## TASK OBJECTIVE
Produce an exact copy of the first line of the data below and each line after it, please, up to and including the one with "type Rejection = AppError;".

------

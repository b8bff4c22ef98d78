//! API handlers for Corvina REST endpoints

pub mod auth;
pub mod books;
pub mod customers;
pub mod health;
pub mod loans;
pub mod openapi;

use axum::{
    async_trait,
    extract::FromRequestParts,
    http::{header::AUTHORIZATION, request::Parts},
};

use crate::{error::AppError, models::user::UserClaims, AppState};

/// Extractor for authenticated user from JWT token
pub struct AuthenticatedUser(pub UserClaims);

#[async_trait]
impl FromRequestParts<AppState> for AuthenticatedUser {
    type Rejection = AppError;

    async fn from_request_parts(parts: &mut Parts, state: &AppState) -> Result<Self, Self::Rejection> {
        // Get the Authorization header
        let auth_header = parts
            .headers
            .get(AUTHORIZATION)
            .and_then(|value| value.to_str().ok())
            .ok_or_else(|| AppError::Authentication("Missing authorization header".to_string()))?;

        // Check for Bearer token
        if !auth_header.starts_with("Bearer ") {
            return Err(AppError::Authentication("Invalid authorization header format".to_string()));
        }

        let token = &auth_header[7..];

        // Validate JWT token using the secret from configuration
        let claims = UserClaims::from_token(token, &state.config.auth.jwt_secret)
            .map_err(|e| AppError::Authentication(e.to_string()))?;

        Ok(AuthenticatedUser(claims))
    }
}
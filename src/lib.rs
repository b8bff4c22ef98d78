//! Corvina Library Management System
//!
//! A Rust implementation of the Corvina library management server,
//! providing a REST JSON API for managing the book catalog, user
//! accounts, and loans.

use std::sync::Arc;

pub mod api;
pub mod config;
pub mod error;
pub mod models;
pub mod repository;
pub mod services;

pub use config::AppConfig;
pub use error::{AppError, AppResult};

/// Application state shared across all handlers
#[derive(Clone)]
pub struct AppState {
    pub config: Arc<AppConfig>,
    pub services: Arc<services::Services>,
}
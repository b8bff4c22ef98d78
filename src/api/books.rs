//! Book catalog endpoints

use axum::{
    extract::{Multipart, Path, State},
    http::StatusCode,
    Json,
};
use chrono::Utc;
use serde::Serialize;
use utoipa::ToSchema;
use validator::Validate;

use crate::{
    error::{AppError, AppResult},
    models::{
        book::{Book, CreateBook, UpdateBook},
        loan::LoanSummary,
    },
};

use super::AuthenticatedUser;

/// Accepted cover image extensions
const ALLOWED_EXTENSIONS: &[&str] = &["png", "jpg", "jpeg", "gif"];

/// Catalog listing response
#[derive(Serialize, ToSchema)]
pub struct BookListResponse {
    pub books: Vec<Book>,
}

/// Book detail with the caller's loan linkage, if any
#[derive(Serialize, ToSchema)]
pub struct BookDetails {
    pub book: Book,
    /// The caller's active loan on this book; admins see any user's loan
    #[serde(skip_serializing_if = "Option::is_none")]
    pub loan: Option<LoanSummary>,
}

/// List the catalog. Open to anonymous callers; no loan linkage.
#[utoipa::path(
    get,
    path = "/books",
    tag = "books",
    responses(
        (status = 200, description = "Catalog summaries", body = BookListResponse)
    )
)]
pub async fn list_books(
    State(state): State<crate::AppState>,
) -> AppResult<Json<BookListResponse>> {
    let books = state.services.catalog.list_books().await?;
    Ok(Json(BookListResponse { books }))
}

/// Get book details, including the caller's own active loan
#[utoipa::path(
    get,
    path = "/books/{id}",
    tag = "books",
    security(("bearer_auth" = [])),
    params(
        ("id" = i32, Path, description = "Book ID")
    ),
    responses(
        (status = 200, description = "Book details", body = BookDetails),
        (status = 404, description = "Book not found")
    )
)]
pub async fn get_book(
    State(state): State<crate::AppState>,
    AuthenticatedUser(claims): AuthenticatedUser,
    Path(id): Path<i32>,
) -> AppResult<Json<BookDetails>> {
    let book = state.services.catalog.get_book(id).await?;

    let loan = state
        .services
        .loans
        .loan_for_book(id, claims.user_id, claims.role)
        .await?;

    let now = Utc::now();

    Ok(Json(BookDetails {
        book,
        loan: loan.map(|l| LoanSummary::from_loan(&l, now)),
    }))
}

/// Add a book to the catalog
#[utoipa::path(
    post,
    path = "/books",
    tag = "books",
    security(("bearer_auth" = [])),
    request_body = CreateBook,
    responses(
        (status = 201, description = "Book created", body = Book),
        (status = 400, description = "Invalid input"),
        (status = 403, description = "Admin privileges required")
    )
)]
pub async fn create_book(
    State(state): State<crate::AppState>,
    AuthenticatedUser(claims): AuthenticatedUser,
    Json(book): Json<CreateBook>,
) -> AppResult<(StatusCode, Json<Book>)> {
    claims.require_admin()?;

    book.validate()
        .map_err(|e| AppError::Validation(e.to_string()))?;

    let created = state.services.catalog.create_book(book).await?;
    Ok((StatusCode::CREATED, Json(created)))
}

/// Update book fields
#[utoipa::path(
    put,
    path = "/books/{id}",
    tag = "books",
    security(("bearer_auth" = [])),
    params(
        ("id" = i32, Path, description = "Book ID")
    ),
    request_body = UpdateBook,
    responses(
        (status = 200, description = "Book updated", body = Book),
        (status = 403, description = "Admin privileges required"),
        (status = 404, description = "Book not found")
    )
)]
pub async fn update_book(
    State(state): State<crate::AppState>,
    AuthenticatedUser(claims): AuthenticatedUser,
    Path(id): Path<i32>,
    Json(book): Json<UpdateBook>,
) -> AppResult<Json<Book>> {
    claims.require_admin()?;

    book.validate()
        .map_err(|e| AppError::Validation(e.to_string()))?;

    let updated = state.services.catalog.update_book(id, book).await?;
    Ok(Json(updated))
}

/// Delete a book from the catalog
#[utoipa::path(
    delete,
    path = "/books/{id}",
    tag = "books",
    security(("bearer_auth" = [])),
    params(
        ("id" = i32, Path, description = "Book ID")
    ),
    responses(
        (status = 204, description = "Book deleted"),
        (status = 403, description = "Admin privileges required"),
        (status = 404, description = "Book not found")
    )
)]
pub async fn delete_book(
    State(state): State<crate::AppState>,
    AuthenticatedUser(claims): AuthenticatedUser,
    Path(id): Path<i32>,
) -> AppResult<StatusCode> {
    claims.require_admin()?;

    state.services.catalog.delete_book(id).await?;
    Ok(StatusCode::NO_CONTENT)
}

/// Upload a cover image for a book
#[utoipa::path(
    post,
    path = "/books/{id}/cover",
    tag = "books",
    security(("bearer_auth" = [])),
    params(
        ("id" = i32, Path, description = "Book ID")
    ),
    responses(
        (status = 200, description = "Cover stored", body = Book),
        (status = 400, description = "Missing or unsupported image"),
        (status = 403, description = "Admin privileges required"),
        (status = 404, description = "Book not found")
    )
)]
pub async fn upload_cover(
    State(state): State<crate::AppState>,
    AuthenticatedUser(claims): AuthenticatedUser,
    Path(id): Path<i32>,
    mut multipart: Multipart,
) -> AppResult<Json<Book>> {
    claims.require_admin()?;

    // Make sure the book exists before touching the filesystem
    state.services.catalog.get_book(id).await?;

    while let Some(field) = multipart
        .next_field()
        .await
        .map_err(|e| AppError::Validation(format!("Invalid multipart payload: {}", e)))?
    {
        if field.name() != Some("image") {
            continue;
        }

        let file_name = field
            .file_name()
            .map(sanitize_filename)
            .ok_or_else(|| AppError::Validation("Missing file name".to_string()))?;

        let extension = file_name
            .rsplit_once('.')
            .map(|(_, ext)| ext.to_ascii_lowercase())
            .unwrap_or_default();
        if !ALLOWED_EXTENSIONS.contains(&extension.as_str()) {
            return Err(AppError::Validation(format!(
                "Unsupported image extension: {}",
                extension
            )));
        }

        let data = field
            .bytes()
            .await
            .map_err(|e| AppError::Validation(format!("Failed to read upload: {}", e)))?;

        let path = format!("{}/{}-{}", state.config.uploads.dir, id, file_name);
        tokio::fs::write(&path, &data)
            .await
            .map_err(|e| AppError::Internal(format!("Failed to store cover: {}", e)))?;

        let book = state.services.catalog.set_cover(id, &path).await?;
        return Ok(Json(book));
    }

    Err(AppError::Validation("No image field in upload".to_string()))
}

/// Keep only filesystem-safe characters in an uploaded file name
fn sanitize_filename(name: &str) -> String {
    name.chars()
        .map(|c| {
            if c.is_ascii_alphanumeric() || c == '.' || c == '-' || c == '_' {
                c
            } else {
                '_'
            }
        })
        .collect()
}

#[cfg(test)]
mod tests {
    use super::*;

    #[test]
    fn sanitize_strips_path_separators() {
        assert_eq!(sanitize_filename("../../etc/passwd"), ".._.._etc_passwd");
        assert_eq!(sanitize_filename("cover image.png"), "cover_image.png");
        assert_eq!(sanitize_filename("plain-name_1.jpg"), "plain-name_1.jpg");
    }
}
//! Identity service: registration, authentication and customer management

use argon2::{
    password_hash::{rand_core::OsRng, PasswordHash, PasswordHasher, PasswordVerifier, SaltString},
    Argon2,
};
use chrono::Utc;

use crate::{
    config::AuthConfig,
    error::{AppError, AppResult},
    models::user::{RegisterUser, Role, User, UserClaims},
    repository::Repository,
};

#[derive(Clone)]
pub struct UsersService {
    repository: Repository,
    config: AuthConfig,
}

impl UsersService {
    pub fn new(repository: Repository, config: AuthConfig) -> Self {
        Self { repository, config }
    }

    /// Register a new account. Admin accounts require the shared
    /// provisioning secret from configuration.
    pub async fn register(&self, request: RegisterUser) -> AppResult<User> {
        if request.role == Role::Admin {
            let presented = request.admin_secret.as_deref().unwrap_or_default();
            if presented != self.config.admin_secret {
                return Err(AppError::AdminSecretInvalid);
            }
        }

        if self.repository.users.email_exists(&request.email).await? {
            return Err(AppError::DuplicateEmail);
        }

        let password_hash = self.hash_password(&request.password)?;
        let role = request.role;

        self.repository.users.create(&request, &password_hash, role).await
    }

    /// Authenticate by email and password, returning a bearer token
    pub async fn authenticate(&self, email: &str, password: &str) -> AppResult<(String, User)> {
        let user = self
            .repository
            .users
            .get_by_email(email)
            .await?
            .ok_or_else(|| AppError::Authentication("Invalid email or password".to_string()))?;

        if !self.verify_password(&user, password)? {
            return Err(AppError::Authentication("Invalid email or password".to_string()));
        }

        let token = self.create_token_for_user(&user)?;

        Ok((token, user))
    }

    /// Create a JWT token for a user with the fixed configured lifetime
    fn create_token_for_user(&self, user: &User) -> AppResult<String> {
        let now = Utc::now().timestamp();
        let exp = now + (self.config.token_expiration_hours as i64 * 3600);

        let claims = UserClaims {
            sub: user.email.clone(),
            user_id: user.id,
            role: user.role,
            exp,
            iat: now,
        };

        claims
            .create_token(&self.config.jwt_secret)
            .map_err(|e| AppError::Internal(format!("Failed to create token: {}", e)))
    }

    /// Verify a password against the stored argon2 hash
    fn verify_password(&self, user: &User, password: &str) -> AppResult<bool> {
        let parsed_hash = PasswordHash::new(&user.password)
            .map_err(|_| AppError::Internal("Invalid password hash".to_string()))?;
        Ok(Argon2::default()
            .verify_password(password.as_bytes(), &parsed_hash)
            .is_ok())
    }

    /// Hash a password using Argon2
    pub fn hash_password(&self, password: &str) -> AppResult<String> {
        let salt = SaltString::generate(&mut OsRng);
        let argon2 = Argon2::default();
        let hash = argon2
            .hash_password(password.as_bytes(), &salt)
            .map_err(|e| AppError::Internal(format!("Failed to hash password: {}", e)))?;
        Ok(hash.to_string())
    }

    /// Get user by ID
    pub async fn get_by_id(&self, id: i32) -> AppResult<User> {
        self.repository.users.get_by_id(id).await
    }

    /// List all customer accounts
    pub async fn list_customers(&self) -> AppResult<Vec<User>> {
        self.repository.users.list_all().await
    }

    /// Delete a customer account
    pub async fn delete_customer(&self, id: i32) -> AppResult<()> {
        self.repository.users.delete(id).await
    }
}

------

## OUTPUT BELOW
repository b8bff4c22ef98d78
//! API handlers for Corvina REST endpoints

pub mod auth;
pub mod books;
pub mod customers;
pub mod health;
pub mod loans;
pub mod openapi;

use axum::{
    async_trait,
    extract::FromRequestParts,
    http::{header::AUTHORIZATION, request::Parts},
};

use crate::{error::AppError, models::user::UserClaims, AppState};

/// Extractor for authenticated user from JWT token
pub struct AuthenticatedUser(pub UserClaims);

#[async_trait]
impl FromRequestParts<AppState> for AuthenticatedUser {
    type Rejection = AppError;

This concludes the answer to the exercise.